Design on compatible stealth photonic crystal of near/middle infrared and 1.06 μm laser

Ji-kui Zhang; Jia-Chun Wang; Qi-Chao Wang

doi:10.1117/12.2258169

5 January 2017 Design on compatible stealth photonic crystal of nearmiddle infrared and 1.06 μm laser

Ji-kui Zhang, Jia-Chun Wang, Qi-Chao Wang

Proceedings Volume 10244, International Conference on Optoelectronics and Microelectronics Technology and Application; 102441T (2017) https://doi.org/10.1117/12.2258169
Event: International Conference on Optoelectronics and Microelectronics Technology and Application, 2016, Shanghai, China

Abstract

In the near and middle infrared atmospheric window, infrared stealth material require a low absorptivity (which means a low emissivity according to Kirchhoff’s law of black body), at the same time, it also requires high absorptivity so as to decrease the reflectance at military laser wavelength of 1.06μm. Under this circumstances, compatible stealth of infrared and laser is an urgent demand, but the demand is ambivalent for conventional materials. Photonic crystal (PC), as a new type of artificial periodic structure function material, can realize broadband thermal infrared stealth based on its high-reflection photon forbidden band(also called photonic band gap). The high-reflection photon forbidden band of PC can be adjusted to near and middle infrared wave band through some rational methods. When a defect was added into the periodic structure of PC, a “hole-digging” reflection spectrum, which is high absorption at military laser wavelength of 1.06μm, can be achieved, so compatible stealth of near and middle infrared and military laser wavelength of 1.06μm can be achieved too.

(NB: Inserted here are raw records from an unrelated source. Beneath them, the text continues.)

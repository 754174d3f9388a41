//! Health data and recommendation screens

use std::io::{BufRead, Write};

use health_monitor_core::{HealthMetrics, HealthRecord, Session};

use super::Console;
use crate::error::Result;

impl<R: BufRead, W: Write> Console<'_, R, W> {
    pub(super) fn add_health_data(&mut self, session: &Session) -> Result<()> {
        self.heading("Your Health Data")?;
        let Some(date) = self.prompt_date("Date")? else {
            return Ok(());
        };

        let metrics = HealthMetrics {
            weight_kg: self.prompt_decimal("Weight (kg): ")?,
            height_cm: self.prompt_decimal("Height (cms): ")?,
            steps: self.prompt_number("Steps Count: ")?,
            heart_rate: self.prompt_number("Heart Rate: ")?,
            water_intake_oz: self.prompt_decimal("Water Intake (ozs): ")?,
            hours_of_sleep: self.prompt_decimal("Hours of Sleep (hrs): ")?,
            date,
        };

        let added = self.monitor.health_data().add(session, metrics);
        if self.report(added)?.is_some() {
            writeln!(self.out)?;
            self.say("Your health data has been updated successfully.")?;
        }
        Ok(())
    }

    /// Numbered list of record dates; `None` when there is nothing to show
    fn pick_record(&mut self, session: &Session, label: &str, empty: &str) -> Result<Option<HealthRecord>> {
        let listed = self.monitor.health_data().list(session);
        let Some(records) = self.report(listed)? else {
            return Ok(None);
        };
        if records.is_empty() {
            self.say(empty)?;
            return Ok(None);
        }

        self.heading("Health Records")?;
        writeln!(self.out)?;
        for (index, record) in records.iter().enumerate() {
            writeln!(self.out, "{}. Date: {}", index + 1, record.metrics.date)?;
        }
        writeln!(self.out)?;

        match self.select(&records, label)? {
            Some(record) => Ok(Some(record.clone())),
            None => {
                self.say("Oops! It appears that choice is invalid. Please choose again.")?;
                Ok(None)
            }
        }
    }

    pub(super) fn update_health_data(&mut self, session: &Session) -> Result<()> {
        let Some(mut record) = self.pick_record(
            session,
            "Please choose the number of the health data record you wish to update: ",
            "No health data found for the current user. Please enter a health data record.",
        )?
        else {
            return Ok(());
        };

        self.heading("Current Health Data")?;
        writeln!(self.out, "{}", record)?;

        self.heading("Update Health Data")?;
        writeln!(self.out, "1. Update Weight")?;
        writeln!(self.out, "2. Update Height")?;
        writeln!(self.out, "3. Update Steps")?;
        writeln!(self.out, "4. Update Heart Rate")?;
        writeln!(self.out, "5. Update Water Intake")?;
        writeln!(self.out, "6. Update Hours of Sleep")?;
        writeln!(self.out, "7. Exit")?;
        writeln!(self.out)?;

        let m = &mut record.metrics;
        match self.prompt_choice()? {
            1 => m.weight_kg = self.prompt_decimal("Enter new weight: ")?,
            2 => m.height_cm = self.prompt_decimal("Enter new height: ")?,
            3 => m.steps = self.prompt_number("Enter new steps count: ")?,
            4 => m.heart_rate = self.prompt_number("Enter new heart rate: ")?,
            5 => m.water_intake_oz = self.prompt_decimal("Enter new water intake amount in ounces: ")?,
            6 => m.hours_of_sleep = self.prompt_decimal("Enter new hours of sleep: ")?,
            7 => return Ok(()),
            _ => return self.say("Oops! It appears that option is not available. Please choose again."),
        }

        let updated = self.monitor.health_data().update(session, &record);
        if self.report(updated)?.is_some() {
            writeln!(self.out)?;
            self.say("Your Health Data record has been updated successfully.")?;
        }
        Ok(())
    }

    pub(super) fn delete_health_data(&mut self, session: &Session) -> Result<()> {
        writeln!(self.out)?;
        writeln!(
            self.out,
            "Deleting your health record will permanently remove all the data associated with it."
        )?;

        let Some(record) = self.pick_record(
            session,
            "Please choose the number of the health record you want to delete: ",
            "No health records found.",
        )?
        else {
            return Ok(());
        };

        if self.prompt_yes_no("Delete Health Data Record (Y/N): ")? != Some(true) {
            return self.say("This health record will remain on file.");
        }

        let deleted = self.monitor.health_data().delete(session, record.id);
        if self.report(deleted)?.is_some() {
            writeln!(self.out)?;
            self.say("Your health record has been successfully deleted.")?;
        }
        Ok(())
    }

    pub(super) fn show_recommendations(&mut self, session: &Session) -> Result<()> {
        let recommended = self.monitor.recommendations().recommend(session);
        let Some(recommendation) = self.report(recommended)? else {
            return Ok(());
        };

        self.heading("Health Recommendations")?;
        writeln!(self.out)?;
        for advisory in &recommendation.advisories {
            writeln!(self.out, "* {}", advisory)?;
            writeln!(self.out)?;
        }
        Ok(())
    }
}
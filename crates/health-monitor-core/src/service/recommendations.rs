//! Recommendations for the logged-in user

use chrono::NaiveDate;
use std::sync::Arc;

use super::Repositories;
use crate::engine::{AdvisoryList, RecommendationEvaluator};
use crate::error::{Result, ServiceError};
use crate::model::RecommendationAuditRecord;
use crate::repository::{HealthDataRepository, RecommendationHistory};
use crate::session::Session;

/// Advisories for one health record
#[derive(Debug, Clone, PartialEq)]
pub struct Recommendation {
    /// Date of the evaluated record
    pub date: NaiveDate,
    pub advisories: AdvisoryList,
}

pub struct RecommendationService {
    health: Arc<dyn HealthDataRepository>,
    history: Arc<dyn RecommendationHistory>,
    evaluator: RecommendationEvaluator,
}

impl RecommendationService {
    pub fn new(repos: &Repositories) -> Self {
        Self {
            health: repos.health.clone(),
            history: repos.history.clone(),
            evaluator: RecommendationEvaluator::new(repos.audit.clone()),
        }
    }

    /// Evaluate the session user's most recently added health record
    pub fn recommend(&self, session: &Session) -> Result<Recommendation> {
        let latest = self.health.latest_for_user(session.user_id())?.ok_or_else(|| {
            ServiceError::NotFound(
                "No health data found for the current user. Please add health data first."
                    .to_string(),
            )
        })?;

        Ok(Recommendation {
            date: latest.metrics.date,
            advisories: self.evaluator.evaluate(&latest.snapshot()),
        })
    }

    /// Past recommendations of the session user, oldest first
    pub fn history(&self, session: &Session) -> Result<Vec<RecommendationAuditRecord>> {
        Ok(self.history.list_for_user(session.user_id())?)
    }
}
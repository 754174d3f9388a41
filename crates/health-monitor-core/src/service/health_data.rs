//! Health record management for the logged-in user

use std::sync::Arc;

use super::Repositories;
use crate::error::{Result, ServiceError};
use crate::model::{HealthMetrics, HealthRecord, RecordId};
use crate::repository::HealthDataRepository;
use crate::session::Session;

pub struct HealthDataService {
    health: Arc<dyn HealthDataRepository>,
}

impl HealthDataService {
    pub fn new(repos: &Repositories) -> Self {
        Self {
            health: repos.health.clone(),
        }
    }

    /// Metric values are stored as entered, without range checks
    pub fn add(&self, session: &Session, metrics: HealthMetrics) -> Result<HealthRecord> {
        let record = self.health.create(session.user_id(), metrics)?;
        tracing::info!(user_id = record.user_id, record_id = record.id, date = %record.metrics.date, "Added health record");
        Ok(record)
    }

    /// The session user's records, oldest first
    pub fn list(&self, session: &Session) -> Result<Vec<HealthRecord>> {
        Ok(self.health.list_for_user(session.user_id())?)
    }

    pub fn update(&self, session: &Session, record: &HealthRecord) -> Result<()> {
        self.owned(session, record.id)?;
        let record = HealthRecord {
            user_id: session.user_id(),
            ..record.clone()
        };
        self.health.update(&record)?;
        tracing::info!(user_id = record.user_id, record_id = record.id, "Updated health record");
        Ok(())
    }

    pub fn delete(&self, session: &Session, id: RecordId) -> Result<()> {
        self.owned(session, id)?;
        self.health.delete(id)?;
        tracing::info!(user_id = session.user_id(), record_id = id, "Deleted health record");
        Ok(())
    }

    fn owned(&self, session: &Session, id: RecordId) -> Result<HealthRecord> {
        let existing = self.health.get(id)?;
        if existing.user_id != session.user_id() {
            return Err(ServiceError::access_denied(format!(
                "health record {} belongs to another user",
                id
            )));
        }
        Ok(existing)
    }
}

In this paper, we selected near and middle infrared-transparent materials, Te and MgF₂ , as high refractive index and low refractive index material respectively, and designed a one-dimensional one-defect-mode PC whose photon forbidden band was broadened to 1-5μm by constructing two photonic crystals into one. The optical property of the PC was calculated by Transfer matrix method(TMM) of thin-film optical theory, and the results shows that the as-designed PC has a high spectral reflectance in the near and middle infrared band, among which the reflectivity in 1.68μm∼5.26μm band reached more than 90%, and the 2.48∼5.07μm band even reached 99.99%. The result also shows that between the band gap of 1-5μm, there are one defect mode locating in the wavelength of 1.06μm, whose reflectance is below 0.70%, which means its spectral absorptivity is greater than 99.30%. All the above we have discussed proved that this “hole-digging spectrum” PC can realize the compatible stealth of near and middle infrared and 1.06μm military laser.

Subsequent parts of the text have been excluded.